(Records from a dataset)
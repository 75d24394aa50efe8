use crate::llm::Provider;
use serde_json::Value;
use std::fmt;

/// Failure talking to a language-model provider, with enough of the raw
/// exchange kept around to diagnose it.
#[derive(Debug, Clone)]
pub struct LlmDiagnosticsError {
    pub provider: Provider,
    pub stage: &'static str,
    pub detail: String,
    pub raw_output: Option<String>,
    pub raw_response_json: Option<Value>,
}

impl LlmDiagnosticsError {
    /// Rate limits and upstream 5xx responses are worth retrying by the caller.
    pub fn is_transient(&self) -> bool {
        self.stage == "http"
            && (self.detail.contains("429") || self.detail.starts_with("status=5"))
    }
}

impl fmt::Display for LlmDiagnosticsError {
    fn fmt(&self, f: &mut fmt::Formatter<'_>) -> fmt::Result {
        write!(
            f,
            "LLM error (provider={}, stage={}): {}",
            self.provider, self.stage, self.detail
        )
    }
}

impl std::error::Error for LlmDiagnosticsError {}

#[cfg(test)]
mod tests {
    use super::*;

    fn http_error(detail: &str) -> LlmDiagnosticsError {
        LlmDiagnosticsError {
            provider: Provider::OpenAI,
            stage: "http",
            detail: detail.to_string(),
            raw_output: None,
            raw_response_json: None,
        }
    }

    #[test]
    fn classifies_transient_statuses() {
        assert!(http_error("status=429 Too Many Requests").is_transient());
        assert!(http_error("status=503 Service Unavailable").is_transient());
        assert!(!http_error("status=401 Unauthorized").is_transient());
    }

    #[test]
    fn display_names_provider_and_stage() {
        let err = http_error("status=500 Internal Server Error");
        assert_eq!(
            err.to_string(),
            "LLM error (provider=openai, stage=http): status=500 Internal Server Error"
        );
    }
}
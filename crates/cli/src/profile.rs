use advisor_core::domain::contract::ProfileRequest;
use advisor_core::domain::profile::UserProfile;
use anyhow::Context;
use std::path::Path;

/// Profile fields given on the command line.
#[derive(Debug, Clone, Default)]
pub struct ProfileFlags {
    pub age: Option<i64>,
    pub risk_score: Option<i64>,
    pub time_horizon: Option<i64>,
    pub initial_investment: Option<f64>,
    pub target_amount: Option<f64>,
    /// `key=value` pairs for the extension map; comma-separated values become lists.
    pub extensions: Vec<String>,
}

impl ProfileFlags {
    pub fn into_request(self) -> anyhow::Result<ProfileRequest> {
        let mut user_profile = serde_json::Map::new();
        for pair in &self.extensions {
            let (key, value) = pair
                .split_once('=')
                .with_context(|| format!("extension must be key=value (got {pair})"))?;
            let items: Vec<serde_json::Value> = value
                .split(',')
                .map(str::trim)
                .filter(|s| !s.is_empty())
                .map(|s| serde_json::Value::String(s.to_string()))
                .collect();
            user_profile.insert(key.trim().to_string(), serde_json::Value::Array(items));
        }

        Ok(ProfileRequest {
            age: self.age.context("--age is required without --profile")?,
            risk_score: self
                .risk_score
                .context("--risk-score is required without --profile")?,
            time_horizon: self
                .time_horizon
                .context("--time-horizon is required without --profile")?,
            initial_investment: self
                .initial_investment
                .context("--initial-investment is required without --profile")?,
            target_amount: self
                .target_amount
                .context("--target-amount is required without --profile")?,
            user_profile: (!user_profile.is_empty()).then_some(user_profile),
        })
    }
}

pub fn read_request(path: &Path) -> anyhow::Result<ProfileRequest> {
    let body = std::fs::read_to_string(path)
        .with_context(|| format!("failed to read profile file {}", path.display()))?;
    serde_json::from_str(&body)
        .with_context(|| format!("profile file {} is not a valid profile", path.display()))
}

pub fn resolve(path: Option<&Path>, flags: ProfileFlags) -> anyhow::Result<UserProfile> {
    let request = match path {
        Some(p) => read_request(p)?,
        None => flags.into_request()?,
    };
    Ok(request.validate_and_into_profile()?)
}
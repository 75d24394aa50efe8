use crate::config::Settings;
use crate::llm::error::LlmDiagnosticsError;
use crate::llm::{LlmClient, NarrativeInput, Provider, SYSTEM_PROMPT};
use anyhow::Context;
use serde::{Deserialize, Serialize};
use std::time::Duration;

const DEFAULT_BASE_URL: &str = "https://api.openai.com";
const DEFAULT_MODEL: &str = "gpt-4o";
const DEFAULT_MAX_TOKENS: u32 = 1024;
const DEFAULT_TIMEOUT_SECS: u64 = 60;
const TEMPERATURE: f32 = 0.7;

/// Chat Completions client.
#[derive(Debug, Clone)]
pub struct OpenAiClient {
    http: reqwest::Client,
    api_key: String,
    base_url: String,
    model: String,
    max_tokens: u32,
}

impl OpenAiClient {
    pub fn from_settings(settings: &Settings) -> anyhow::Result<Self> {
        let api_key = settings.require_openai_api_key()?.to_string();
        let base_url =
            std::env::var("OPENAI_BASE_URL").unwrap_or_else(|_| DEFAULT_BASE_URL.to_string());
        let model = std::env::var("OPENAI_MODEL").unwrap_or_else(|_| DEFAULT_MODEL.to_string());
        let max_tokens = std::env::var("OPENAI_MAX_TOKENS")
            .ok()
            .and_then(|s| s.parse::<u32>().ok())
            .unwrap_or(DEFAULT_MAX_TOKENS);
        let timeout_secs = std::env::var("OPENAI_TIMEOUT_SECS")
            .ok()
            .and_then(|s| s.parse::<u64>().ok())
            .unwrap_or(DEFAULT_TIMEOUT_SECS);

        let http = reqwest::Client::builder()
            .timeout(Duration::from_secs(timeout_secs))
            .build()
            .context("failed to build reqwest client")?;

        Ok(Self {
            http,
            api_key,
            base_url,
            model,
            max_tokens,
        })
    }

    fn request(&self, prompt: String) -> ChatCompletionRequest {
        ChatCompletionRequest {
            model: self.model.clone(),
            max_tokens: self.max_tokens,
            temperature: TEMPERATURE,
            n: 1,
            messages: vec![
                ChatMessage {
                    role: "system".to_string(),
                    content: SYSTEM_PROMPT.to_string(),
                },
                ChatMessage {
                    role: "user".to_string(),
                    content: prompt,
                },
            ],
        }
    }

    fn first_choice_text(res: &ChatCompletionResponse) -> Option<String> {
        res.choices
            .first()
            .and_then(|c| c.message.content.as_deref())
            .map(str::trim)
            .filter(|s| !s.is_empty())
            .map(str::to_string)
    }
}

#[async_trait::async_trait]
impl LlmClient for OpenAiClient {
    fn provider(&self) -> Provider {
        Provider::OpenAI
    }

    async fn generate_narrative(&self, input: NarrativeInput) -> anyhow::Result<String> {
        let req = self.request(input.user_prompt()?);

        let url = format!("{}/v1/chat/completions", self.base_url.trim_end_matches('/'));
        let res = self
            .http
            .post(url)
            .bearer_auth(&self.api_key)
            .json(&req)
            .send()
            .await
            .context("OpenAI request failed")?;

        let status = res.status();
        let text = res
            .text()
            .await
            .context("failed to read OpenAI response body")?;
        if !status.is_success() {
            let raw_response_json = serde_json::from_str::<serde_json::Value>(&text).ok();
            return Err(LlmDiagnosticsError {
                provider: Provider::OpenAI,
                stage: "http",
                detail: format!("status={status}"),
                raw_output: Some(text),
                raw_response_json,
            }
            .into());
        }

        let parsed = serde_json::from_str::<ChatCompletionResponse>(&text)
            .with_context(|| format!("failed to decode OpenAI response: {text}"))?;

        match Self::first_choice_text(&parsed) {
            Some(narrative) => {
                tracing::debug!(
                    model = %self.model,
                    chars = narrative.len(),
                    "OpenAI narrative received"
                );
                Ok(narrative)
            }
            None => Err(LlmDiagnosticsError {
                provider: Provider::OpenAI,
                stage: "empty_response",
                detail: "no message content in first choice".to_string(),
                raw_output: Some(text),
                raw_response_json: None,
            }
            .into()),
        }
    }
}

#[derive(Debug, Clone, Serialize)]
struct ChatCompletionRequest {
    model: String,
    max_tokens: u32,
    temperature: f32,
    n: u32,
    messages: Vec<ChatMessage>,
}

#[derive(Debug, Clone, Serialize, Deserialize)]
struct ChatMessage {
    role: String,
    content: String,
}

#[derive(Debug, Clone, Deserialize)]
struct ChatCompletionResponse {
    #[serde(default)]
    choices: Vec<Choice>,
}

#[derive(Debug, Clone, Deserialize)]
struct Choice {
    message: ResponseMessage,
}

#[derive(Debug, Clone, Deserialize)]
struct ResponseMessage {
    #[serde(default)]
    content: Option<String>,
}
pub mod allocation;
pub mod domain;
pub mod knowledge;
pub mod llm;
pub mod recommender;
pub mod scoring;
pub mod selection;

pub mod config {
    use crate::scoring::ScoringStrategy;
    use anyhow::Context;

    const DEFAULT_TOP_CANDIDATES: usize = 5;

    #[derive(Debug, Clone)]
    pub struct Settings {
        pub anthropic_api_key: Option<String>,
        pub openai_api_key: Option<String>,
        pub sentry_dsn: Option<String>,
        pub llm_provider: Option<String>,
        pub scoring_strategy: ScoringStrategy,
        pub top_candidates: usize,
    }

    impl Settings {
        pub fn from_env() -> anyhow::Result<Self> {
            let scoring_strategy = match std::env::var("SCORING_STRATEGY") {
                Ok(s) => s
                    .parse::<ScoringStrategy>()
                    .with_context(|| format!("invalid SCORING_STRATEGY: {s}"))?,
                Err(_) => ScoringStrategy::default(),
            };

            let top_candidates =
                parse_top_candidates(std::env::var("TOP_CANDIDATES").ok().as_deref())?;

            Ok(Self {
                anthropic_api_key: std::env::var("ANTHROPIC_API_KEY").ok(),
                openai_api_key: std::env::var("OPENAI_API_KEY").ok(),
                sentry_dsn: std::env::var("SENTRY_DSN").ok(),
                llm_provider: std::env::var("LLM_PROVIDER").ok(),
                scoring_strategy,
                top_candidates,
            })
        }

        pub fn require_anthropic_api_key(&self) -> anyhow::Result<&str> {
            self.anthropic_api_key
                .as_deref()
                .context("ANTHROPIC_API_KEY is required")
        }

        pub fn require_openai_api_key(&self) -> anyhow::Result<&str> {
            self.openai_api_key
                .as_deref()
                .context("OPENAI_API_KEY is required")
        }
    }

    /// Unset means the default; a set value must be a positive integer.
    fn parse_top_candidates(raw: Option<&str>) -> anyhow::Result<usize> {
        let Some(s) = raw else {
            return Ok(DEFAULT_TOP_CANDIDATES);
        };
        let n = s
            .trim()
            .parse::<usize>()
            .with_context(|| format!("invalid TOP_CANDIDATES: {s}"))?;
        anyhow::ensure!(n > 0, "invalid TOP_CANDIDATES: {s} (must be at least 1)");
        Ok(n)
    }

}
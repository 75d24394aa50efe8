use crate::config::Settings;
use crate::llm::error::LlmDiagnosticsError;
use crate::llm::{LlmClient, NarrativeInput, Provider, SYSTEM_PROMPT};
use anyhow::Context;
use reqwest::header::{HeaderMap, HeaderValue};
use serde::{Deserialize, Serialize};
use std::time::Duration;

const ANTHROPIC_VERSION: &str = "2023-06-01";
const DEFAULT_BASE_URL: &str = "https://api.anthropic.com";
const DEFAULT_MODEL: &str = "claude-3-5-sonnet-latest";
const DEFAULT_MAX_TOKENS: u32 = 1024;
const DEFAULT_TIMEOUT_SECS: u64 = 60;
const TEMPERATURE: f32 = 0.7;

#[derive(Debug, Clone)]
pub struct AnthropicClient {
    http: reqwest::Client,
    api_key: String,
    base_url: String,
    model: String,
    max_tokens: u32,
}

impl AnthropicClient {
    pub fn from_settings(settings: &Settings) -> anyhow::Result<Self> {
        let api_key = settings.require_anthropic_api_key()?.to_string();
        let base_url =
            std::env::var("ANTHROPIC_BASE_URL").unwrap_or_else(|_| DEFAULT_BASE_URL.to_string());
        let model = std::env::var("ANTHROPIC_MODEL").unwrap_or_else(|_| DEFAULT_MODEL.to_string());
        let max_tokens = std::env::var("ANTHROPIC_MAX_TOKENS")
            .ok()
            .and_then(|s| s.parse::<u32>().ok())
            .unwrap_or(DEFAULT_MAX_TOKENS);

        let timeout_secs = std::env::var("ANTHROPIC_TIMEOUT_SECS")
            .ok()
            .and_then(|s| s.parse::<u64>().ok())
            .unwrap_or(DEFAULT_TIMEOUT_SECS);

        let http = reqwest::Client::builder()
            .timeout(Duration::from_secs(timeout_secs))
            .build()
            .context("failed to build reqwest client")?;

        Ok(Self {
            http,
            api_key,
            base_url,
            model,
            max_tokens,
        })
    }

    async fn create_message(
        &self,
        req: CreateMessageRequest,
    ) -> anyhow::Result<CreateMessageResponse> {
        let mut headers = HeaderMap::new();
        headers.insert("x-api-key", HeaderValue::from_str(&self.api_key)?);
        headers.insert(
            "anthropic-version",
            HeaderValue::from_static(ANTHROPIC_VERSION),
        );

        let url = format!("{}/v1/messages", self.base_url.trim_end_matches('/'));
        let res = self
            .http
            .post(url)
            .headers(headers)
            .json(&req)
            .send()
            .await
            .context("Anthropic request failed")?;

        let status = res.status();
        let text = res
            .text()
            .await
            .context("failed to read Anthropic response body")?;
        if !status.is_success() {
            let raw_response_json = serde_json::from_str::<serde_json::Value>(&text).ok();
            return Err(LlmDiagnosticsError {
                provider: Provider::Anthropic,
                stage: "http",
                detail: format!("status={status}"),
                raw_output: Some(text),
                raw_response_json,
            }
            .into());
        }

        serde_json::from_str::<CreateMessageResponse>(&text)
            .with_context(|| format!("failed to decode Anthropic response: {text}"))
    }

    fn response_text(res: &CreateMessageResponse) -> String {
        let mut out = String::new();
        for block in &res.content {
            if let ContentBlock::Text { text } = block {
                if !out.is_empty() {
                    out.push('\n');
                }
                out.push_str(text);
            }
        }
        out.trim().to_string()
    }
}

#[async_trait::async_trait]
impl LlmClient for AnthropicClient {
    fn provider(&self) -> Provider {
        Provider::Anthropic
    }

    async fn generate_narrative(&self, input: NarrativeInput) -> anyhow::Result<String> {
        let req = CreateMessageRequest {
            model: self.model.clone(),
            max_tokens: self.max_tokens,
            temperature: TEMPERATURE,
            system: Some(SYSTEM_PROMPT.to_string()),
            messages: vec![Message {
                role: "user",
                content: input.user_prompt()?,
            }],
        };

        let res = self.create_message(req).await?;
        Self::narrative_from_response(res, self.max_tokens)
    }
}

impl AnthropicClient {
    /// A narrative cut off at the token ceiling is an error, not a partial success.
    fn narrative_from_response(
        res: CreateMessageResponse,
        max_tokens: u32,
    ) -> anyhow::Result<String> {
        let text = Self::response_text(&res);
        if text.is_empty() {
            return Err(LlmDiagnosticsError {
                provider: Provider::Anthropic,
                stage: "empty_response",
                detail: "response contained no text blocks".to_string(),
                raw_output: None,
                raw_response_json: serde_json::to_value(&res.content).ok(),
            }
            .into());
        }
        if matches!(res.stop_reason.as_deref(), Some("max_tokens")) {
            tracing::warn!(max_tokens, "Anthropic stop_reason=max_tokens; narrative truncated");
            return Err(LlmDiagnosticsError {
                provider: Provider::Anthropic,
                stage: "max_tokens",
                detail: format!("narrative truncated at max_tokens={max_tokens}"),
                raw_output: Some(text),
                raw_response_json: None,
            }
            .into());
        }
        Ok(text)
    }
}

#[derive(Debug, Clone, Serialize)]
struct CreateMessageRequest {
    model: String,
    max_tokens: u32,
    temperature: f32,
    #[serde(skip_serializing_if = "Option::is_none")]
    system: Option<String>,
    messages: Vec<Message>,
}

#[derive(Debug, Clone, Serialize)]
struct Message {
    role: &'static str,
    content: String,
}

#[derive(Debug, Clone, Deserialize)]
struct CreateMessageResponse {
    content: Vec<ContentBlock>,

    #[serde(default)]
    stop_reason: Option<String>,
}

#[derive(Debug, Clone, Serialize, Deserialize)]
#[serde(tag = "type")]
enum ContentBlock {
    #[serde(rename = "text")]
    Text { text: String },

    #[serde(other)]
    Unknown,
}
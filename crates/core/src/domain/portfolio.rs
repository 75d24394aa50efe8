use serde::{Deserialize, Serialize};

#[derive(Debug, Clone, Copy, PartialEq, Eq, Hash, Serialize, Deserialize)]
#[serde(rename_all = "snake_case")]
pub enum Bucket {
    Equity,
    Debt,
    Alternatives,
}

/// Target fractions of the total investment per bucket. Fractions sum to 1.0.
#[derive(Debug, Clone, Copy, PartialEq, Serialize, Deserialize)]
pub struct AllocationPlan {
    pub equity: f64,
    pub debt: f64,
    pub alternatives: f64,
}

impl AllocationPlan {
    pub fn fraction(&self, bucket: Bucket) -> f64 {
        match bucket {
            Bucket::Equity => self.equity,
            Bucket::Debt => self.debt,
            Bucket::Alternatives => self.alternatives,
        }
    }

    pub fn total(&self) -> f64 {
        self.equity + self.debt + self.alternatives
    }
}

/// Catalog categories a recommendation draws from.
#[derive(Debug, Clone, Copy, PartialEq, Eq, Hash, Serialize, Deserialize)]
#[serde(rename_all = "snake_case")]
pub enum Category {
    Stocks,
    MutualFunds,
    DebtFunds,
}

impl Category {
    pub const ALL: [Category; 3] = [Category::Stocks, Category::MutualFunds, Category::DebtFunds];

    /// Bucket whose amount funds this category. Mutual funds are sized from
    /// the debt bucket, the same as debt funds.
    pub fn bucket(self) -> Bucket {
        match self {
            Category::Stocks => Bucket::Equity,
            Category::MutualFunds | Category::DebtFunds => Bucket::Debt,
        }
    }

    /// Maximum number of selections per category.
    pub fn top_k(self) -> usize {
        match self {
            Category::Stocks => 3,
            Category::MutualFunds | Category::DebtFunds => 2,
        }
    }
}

**WORK INSTRUCTIONS**.
Copy out the lines of the records above in which the string "usize" appears.

**SOLUTION TO THIS PROBLEM**.
    const DEFAULT_TOP_CANDIDATES: usize = 5;
        pub top_candidates: usize,
    fn parse_top_candidates(raw: Option<&str>) -> anyhow::Result<usize> {
            .parse::<usize>()
    pub fn top_k(self) -> usize {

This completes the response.